聞けたのは、これだけ。ルミちゃん、即答。


「んー♪可愛いから?」

「悲しいけど、僕知ってるよー?」

「んー・・・なんて言えばー・・・約束だしー」


頭の中をいっぱいの疑問で溢れさせ。「ルミちゃん・・・」と、情けない声を出す。


『ちょっと待ったぁ〜!!』


店の扉が勢いよく開き、シーネとガウが飛び込んできた。

はい!意味がわかりません。


『おー♪花にモコモコ肉球に首元リボンかー♪」


そう、花に猫手肉球にでっかいマフラーリボン。


「似合ってるよー♪カイン♪」


似合ってるよ、カイン君。


「あ"ー!!」


カインはセレナが触った右耳を触る。

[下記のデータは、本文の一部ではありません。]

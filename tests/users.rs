mod common;

use axum::http::StatusCode;
use common::{body_json, TestApp, TEST_PASSWORD};
use serde_json::json;

#[tokio::test]
async fn register_returns_public_profile() {
    let app = TestApp::new().await;
    let resp = app
        .post_json(
            "/api/users",
            &json!({
                "email": "nina@example.com",
                "username": "nina",
                "first_name": "Nina",
                "last_name": "Ivanova",
                "password": TEST_PASSWORD,
            }),
            None,
        )
        .await;
    assert_eq!(resp.status(), StatusCode::CREATED);
    let user = body_json(resp).await;
    assert_eq!(user["email"], "nina@example.com");
    assert_eq!(user["username"], "nina");
    assert_eq!(user["is_subscribed"], false);
    assert!(user.get("password").is_none());
}

#[tokio::test]
async fn register_rejects_duplicate_email() {
    let app = TestApp::new().await;
    app.register_and_login("nina@example.com", "nina").await;

    let resp = app
        .post_json(
            "/api/users",
            &json!({
                "email": "nina@example.com",
                "username": "other",
                "first_name": "Other",
                "last_name": "User",
                "password": TEST_PASSWORD,
            }),
            None,
        )
        .await;
    assert_eq!(resp.status(), StatusCode::BAD_REQUEST);
    let body = body_json(resp).await;
    assert!(body["email"].is_array());
}

#[tokio::test]
async fn login_with_wrong_password_fails() {
    let app = TestApp::new().await;
    app.register_and_login("nina@example.com", "nina").await;

    let resp = app
        .post_json(
            "/api/auth/token/login",
            &json!({ "email": "nina@example.com", "password": "wrong" }),
            None,
        )
        .await;
    assert_eq!(resp.status(), StatusCode::BAD_REQUEST);
}

#[tokio::test]
async fn me_requires_token() {
    let app = TestApp::new().await;
    let resp = app.get("/api/users/me", None).await;
    assert_eq!(resp.status(), StatusCode::UNAUTHORIZED);
}

#[tokio::test]
async fn me_returns_current_user() {
    let app = TestApp::new().await;
    let (id, token) = app.register_and_login("nina@example.com", "nina").await;

    let resp = app.get("/api/users/me", Some(&token)).await;
    assert_eq!(resp.status(), StatusCode::OK);
    let user = body_json(resp).await;
    assert_eq!(user["id"], id);
    assert_eq!(user["username"], "nina");
}

#[tokio::test]
async fn patch_me_updates_only_submitted_fields() {
    let app = TestApp::new().await;
    let (_, token) = app.register_and_login("nina@example.com", "nina").await;

    let resp = app
        .patch_json(
            "/api/users/me",
            &json!({ "first_name": "Antonina" }),
            Some(&token),
        )
        .await;
    assert_eq!(resp.status(), StatusCode::OK);
    let user = body_json(resp).await;
    assert_eq!(user["first_name"], "Antonina");
    assert_eq!(user["username"], "nina");
}

#[tokio::test]
async fn profile_404_for_unknown_user() {
    let app = TestApp::new().await;
    let resp = app.get("/api/users/999", None).await;
    assert_eq!(resp.status(), StatusCode::NOT_FOUND);
}

#[tokio::test]
async fn set_password_verifies_current_password() {
    let app = TestApp::new().await;
    let (_, token) = app.register_and_login("nina@example.com", "nina").await;

    let resp = app
        .post_json(
            "/api/users/set_password",
            &json!({ "new_password": "another-pass", "current_password": "wrong" }),
            Some(&token),
        )
        .await;
    assert_eq!(resp.status(), StatusCode::BAD_REQUEST);
    let body = body_json(resp).await;
    assert!(body["current_password"].is_array());

    let resp = app
        .post_json(
            "/api/users/set_password",
            &json!({ "new_password": "another-pass", "current_password": TEST_PASSWORD }),
            Some(&token),
        )
        .await;
    assert_eq!(resp.status(), StatusCode::NO_CONTENT);

    // The new password works for login
    let resp = app
        .post_json(
            "/api/auth/token/login",
            &json!({ "email": "nina@example.com", "password": "another-pass" }),
            None,
        )
        .await;
    assert_eq!(resp.status(), StatusCode::OK);
}

#[tokio::test]
async fn avatar_can_be_set_and_cleared() {
    let app = TestApp::new().await;
    let (id, token) = app.register_and_login("nina@example.com", "nina").await;

    let resp = app
        .put_json(
            "/api/users/me/avatar",
            &json!({ "avatar": "data:image/png;base64,aGVsbG8=" }),
            Some(&token),
        )
        .await;
    assert_eq!(resp.status(), StatusCode::OK);
    let body = body_json(resp).await;
    assert_eq!(body["avatar"], "data:image/png;base64,aGVsbG8=");

    let resp = app.get(&format!("/api/users/{id}"), None).await;
    let user = body_json(resp).await;
    assert_eq!(user["avatar"], "data:image/png;base64,aGVsbG8=");

    let resp = app.delete("/api/users/me/avatar", Some(&token)).await;
    assert_eq!(resp.status(), StatusCode::NO_CONTENT);

    let resp = app.get(&format!("/api/users/{id}"), None).await;
    let user = body_json(resp).await;
    assert!(user["avatar"].is_null());
}

#[tokio::test]
async fn avatar_field_is_required() {
    let app = TestApp::new().await;
    let (_, token) = app.register_and_login("nina@example.com", "nina").await;

    let resp = app
        .put_json("/api/users/me/avatar", &json!({}), Some(&token))
        .await;
    assert_eq!(resp.status(), StatusCode::BAD_REQUEST);
    let body = body_json(resp).await;
    assert!(body["avatar"].is_array());
}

手袋でよく分からない。

手袋の内側を見るため、手の平を開いてよく見ると、肉球型のモコモコが付いていた。

手袋を外して右耳を触ると、何かあるのがわかった。フサッとしたものが・・・ある。恐る恐る取ってみると 、見事な赤い花が咲いていた。そしてマフラーの首の後ろの縛り目を前に持ってきてその縛り目を見たら、見事なリボンになっていた。


なあんてこった(笑)


「セレナさんっ!?ラダムさんっ!?シーネさんっ!!ガウっ!!賭けですか?罰ゲームですか?」

『うんにゃ♪』

カインに詰め寄られた2人は、首を横に振る。眉間にシワがよったカインを見て、2人が揃って口を開いた。


『カインを可愛くしよう選手権』

「第1走者セレナ♪」

「第2走者ラダム。」


2人は指でピースを作り頷き合うと、満面の笑みで声を揃える。


『模擬戦審査員、判定。勝者ラダムー♪』


2人は満面の笑顔のまま、盛大に拍手をする。


「はいっはーい♪それって私も参加していいの?」


ルミちゃん?


『もっちろん♪』

「やったー♪カインちゃんがんばろーね♪」


あははは♪カインの顔が「やだ」になってるよ♪

首を横に振るカインをほっといて、3人は話を進める。おじさんとおばさんも加わり、村のイベントになりそうだ。

・・・・すごぉく、張りきってる(笑)


「イヤです。シーネさん、ガウ」

「えー。冬は暇だから〜なんかしたいって言ってたじゃん♪カイン♪」

「言いましたけどー」


カインは後悔している。


冒険に出れなくて、バイトと筋トレの毎日で。筋トレは毎日するよ?もちろん。シーネさんに愚痴るんじゃなかった・・・と。


「カインを可愛いくしよう選手権」

『がんばろー♪』

『おー!!』


村ぐるみが決定した。

パン屋さんのおじさんはこの村では顔役で、発言権が強い。


カインに逃れる道は無い。合掌。